Illustration for article titled New Subway Car Design Proposals Aim To Minimize Stranger Danger

It might be time for new subway cars, and the New York Transit Authority wants to do it right. So they sent a group of researchers into the subways to stare at straphangers over three weeks and make everyone super uncomfortable. Plus gather data or whatever.


The researchers concluded that people will go to pretty great lengths to avoid physical contact. They'll stand even when there are open seats just so they don't have to sit next to someone, and they tend to stay in the space between the doors rather than moving into the middle of the cars where all the seats are because there's less chance of brushing an arm or a knee there. Riders also prefer open areas because they have vertical poles to hold on to rather than overhead bars. When things get crowded enough people will move all the way in and fill open seats, but the cars have to be above 100 percent capacity for that to happen.

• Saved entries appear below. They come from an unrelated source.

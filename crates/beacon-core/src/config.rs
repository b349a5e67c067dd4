//! Application configuration management.
//!
//! Handles loading, saving, and validating the scan settings:
//! - Scan cadence and timeout
//! - Presence verification thresholds
//! - Address type policy and distance curve
//! - Log level and log directory
//!
//! Configuration is layered with the `config` crate: a TOML file, then
//! `BEACON_*` environment variables (`BEACON_SCAN__UPDATE_INTERVAL=5`).
//! The camelCase names used by home-automation hosts are accepted as aliases.

use std::path::{Path, PathBuf};
use std::time::Duration;

use serde::{Deserialize, Serialize};
use thiserror::Error;

use crate::decoder::DecoderConfig;
use crate::distance::DistanceModel;
use crate::presence::Thresholds;

/// Environment variable prefix for overrides.
pub const ENV_PREFIX: &str = "BEACON";

/// Upper bound for either verification amount.
pub const MAX_VERIFICATION_AMOUNT: u32 = 1000;

/// Lower bound for the scan timeout.
pub const MIN_SCAN_TIMEOUT_MS: u64 = 100;

/// Configuration errors.
#[derive(Debug, Error)]
pub enum ConfigError {
    /// Configuration file does not exist.
    #[error("Configuration file not found: {0}")]
    NotFound(String),

    /// Configuration file could not be written.
    #[error("Failed to write {path}: {source}")]
    WriteError {
        /// File path.
        path: String,
        /// Underlying error.
        source: std::io::Error,
    },

    /// Layered sources could not be parsed into a configuration.
    #[error("Failed to parse configuration: {0}")]
    ParseError(#[from] ::config::ConfigError),

    /// Configuration could not be serialized.
    #[error("Failed to serialize configuration: {0}")]
    SerializeError(#[from] toml::ser::Error),

    /// A field holds an invalid value.
    #[error("Invalid value for '{field}': {message}")]
    ValidationError {
        /// Dotted field name.
        field: String,
        /// What is wrong.
        message: String,
    },

    /// More than one field is invalid.
    #[error("{} validation errors", .0.len())]
    MultipleValidationErrors(Vec<ConfigError>),
}

/// Result alias for configuration operations.
pub type ConfigResult<T> = std::result::Result<T, ConfigError>;

/// Top-level configuration.
#[derive(Debug, Clone, PartialEq, Default, Serialize, Deserialize)]
#[serde(default)]
pub struct Config {
    /// Scan and presence settings.
    pub scan: ScanConfig,

    /// Registry storage settings.
    pub storage: StorageConfig,

    /// Logging settings.
    pub logging: LoggingConfig,
}

/// Scan and presence settings.
#[derive(Debug, Clone, PartialEq, Serialize, Deserialize)]
#[serde(default)]
pub struct ScanConfig {
    /// Seconds to wait between the end of one cycle and the next scan.
    #[serde(alias = "updateInterval", alias = "updateinterval")]
    pub update_interval: u64,

    /// Upper bound of a single scan, in milliseconds.
    #[serde(alias = "scanTimeoutMs", alias = "scantimeoutms")]
    pub scan_timeout_ms: u64,

    /// Consecutive sightings before a device is marked present. 0 behaves as 1.
    #[serde(alias = "verificationAmountInside", alias = "verificationamountinside")]
    pub verification_amount_inside: u32,

    /// Consecutive misses before a device is marked absent. 0 behaves as 1.
    #[serde(alias = "verificationAmountOutside", alias = "verificationamountoutside")]
    pub verification_amount_outside: u32,

    /// Accept devices advertising a random address.
    #[serde(alias = "ignoreAddressType", alias = "ignoreaddresstype")]
    pub ignore_address_type: bool,

    /// Distance curve.
    #[serde(alias = "distanceModel", alias = "distancemodel")]
    pub distance_model: DistanceModel,
}

impl Default for ScanConfig {
    fn default() -> Self {
        Self {
            update_interval: 1,
            scan_timeout_ms: 10_000,
            verification_amount_inside: 1,
            verification_amount_outside: 3,
            ignore_address_type: false,
            distance_model: DistanceModel::default(),
        }
    }
}

impl ScanConfig {
    /// Presence thresholds.
    #[must_use]
    pub fn thresholds(&self) -> Thresholds {
        Thresholds::new(
            self.verification_amount_inside,
            self.verification_amount_outside,
        )
    }

    /// Decoder settings.
    #[must_use]
    pub const fn decoder_config(&self) -> DecoderConfig {
        DecoderConfig {
            ignore_address_type: self.ignore_address_type,
            distance_model: self.distance_model,
        }
    }

    /// Pause between cycles.
    #[must_use]
    pub const fn update_interval(&self) -> Duration {
        Duration::from_secs(self.update_interval)
    }

    /// Scan timeout.
    #[must_use]
    pub const fn scan_timeout(&self) -> Duration {
        Duration::from_millis(self.scan_timeout_ms)
    }
}

/// Registry storage settings.
#[derive(Debug, Clone, PartialEq, Eq, Default, Serialize, Deserialize)]
#[serde(default)]
pub struct StorageConfig {
    /// Data directory. Platform default when unset.
    #[serde(skip_serializing_if = "Option::is_none")]
    pub data_dir: Option<PathBuf>,
}

/// Logging settings. `RUST_LOG` and `BEACON_LOG_LEVEL` take precedence.
#[derive(Debug, Clone, PartialEq, Eq, Default, Serialize, Deserialize)]
#[serde(default)]
pub struct LoggingConfig {
    /// Level for the beacon crates (`debug`), or a full filter directive.
    #[serde(skip_serializing_if = "Option::is_none")]
    pub level: Option<String>,

    /// Directory for production log files. Platform default when unset.
    #[serde(skip_serializing_if = "Option::is_none")]
    pub directory: Option<PathBuf>,
}

impl Config {
    /// Load configuration from `path` layered with environment overrides.
    ///
    /// # Errors
    ///
    /// Returns [`ConfigError::NotFound`] if the file does not exist, or a parse or
    /// validation error.
    pub fn load(path: &Path) -> ConfigResult<Self> {
        if !path.exists() {
            return Err(ConfigError::NotFound(path.display().to_string()));
        }
        Self::load_layered(path)
    }

    /// Load configuration, falling back to defaults when the file is missing.
    ///
    /// Environment overrides apply either way.
    ///
    /// # Errors
    ///
    /// Returns a parse or validation error.
    pub fn load_or_default(path: &Path) -> ConfigResult<Self> {
        Self::load_layered(path)
    }

    fn load_layered(path: &Path) -> ConfigResult<Self> {
        let settings = ::config::Config::builder()
            .add_source(::config::File::from(path).required(false))
            .add_source(
                ::config::Environment::with_prefix(ENV_PREFIX)
                    .prefix_separator("_")
                    .separator("__"),
            )
            .build()?;

        let config: Self = settings.try_deserialize()?;
        config.validate()?;

        tracing::debug!(path = %path.display(), ?config, "Configuration loaded");
        Ok(config)
    }

    /// Save configuration as TOML.
    ///
    /// # Errors
    ///
    /// Returns an error if the file cannot be serialized or written.
    pub fn save(&self, path: &Path) -> ConfigResult<()> {
        if let Some(parent) = path.parent() {
            std::fs::create_dir_all(parent).map_err(|source| ConfigError::WriteError {
                path: parent.display().to_string(),
                source,
            })?;
        }
        let content = toml::to_string_pretty(self)?;
        std::fs::write(path, content).map_err(|source| ConfigError::WriteError {
            path: path.display().to_string(),
            source,
        })
    }

    /// Check every field, collecting all problems.
    ///
    /// # Errors
    ///
    /// Returns the single error, or [`ConfigError::MultipleValidationErrors`].
    pub fn validate(&self) -> ConfigResult<()> {
        let mut errors = Vec::new();
        let scan = &self.scan;

        if scan.update_interval == 0 {
            errors.push(validation("scan.update_interval", "must be at least 1 second"));
        }
        if scan.scan_timeout_ms < MIN_SCAN_TIMEOUT_MS {
            errors.push(validation(
                "scan.scan_timeout_ms",
                &format!("must be at least {MIN_SCAN_TIMEOUT_MS} ms"),
            ));
        }
        if scan.verification_amount_inside > MAX_VERIFICATION_AMOUNT {
            errors.push(validation(
                "scan.verification_amount_inside",
                &format!("must be at most {MAX_VERIFICATION_AMOUNT}"),
            ));
        }
        if scan.verification_amount_outside > MAX_VERIFICATION_AMOUNT {
            errors.push(validation(
                "scan.verification_amount_outside",
                &format!("must be at most {MAX_VERIFICATION_AMOUNT}"),
            ));
        }
        if self
            .logging
            .level
            .as_deref()
            .is_some_and(|level| level.trim().is_empty())
        {
            errors.push(validation("logging.level", "must not be empty"));
        }

        match errors.len() {
            0 => Ok(()),
            1 => Err(errors.remove(0)),
            _ => Err(ConfigError::MultipleValidationErrors(errors)),
        }
    }

    /// Data directory from config or the platform default.
    #[must_use]
    pub fn data_dir(&self) -> PathBuf {
        self.storage
            .data_dir
            .clone()
            .unwrap_or_else(crate::storage::default_data_dir)
    }
}

fn validation(field: &str, message: &str) -> ConfigError {
    ConfigError::ValidationError {
        field: field.to_string(),
        message: message.to_string(),
    }
}

/// Default configuration file path.
///
/// On Linux: `/etc/beacon/config.toml`
/// Elsewhere: the platform config directory.
#[must_use]
pub fn default_config_path() -> PathBuf {
    #[cfg(target_os = "linux")]
    {
        PathBuf::from("/etc/beacon/config.toml")
    }
    #[cfg(not(target_os = "linux"))]
    {
        directories::ProjectDirs::from("", "", "beacon").map_or_else(
            || PathBuf::from("config.toml"),
            |dirs| dirs.config_dir().join("config.toml"),
        )
    }
}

The train car layout proposals that came out of the study reflect these observations, and emphasize open spaces and a flow where passengers who are along for a longer ride may take seats out of the way, while riders with short trips can spread throughout open spaces. Gotta cut the awkward somehow. [Gothamist]


A few things..

1) I like to stand since a) it's better for your health, b) I don't want some guy's crotch right in my face, c) it's harder to get off a crowded subway when you're sitting

2) NYC REALLY needs to do something about the crowding in the subways. The cars should NEVER get to a point where they're >100% capacity - duh... the more crowded a the subway car, the harder it is for people to get on and off, and it takes longer too.. and also increases the amount of bumping into people because you know they are forcing themselves into the subway car as you're trying to get off.

3) Somehow the new subway cars are less space-efficient than the old ones. I can tell when I'm on an older car (like the old ones that are sometimes on the A/C lines for example), there is so much more room between the two rows of seats, and they actually have poles all the way down the center so you don't have people standing right up against the seats or crowded by the doors. Not sure how they screwed up on this. It seems like maybe the walls of the car are thicker (better insulation, more space for electronics/HVAC/stuff like that maybe) and the seats stick out further.

4) NYC Transit has gone a long way with providing better signage in terms of destinations and current location, but it still could be much much better. Sometimes you can't quite hear the announcements, or see the digital displays... the maps are often hard to find and get to in a crowded car. Then there's the times where they'll use a 2 train car on the 4/5, so then you have no idea where you're friggin going.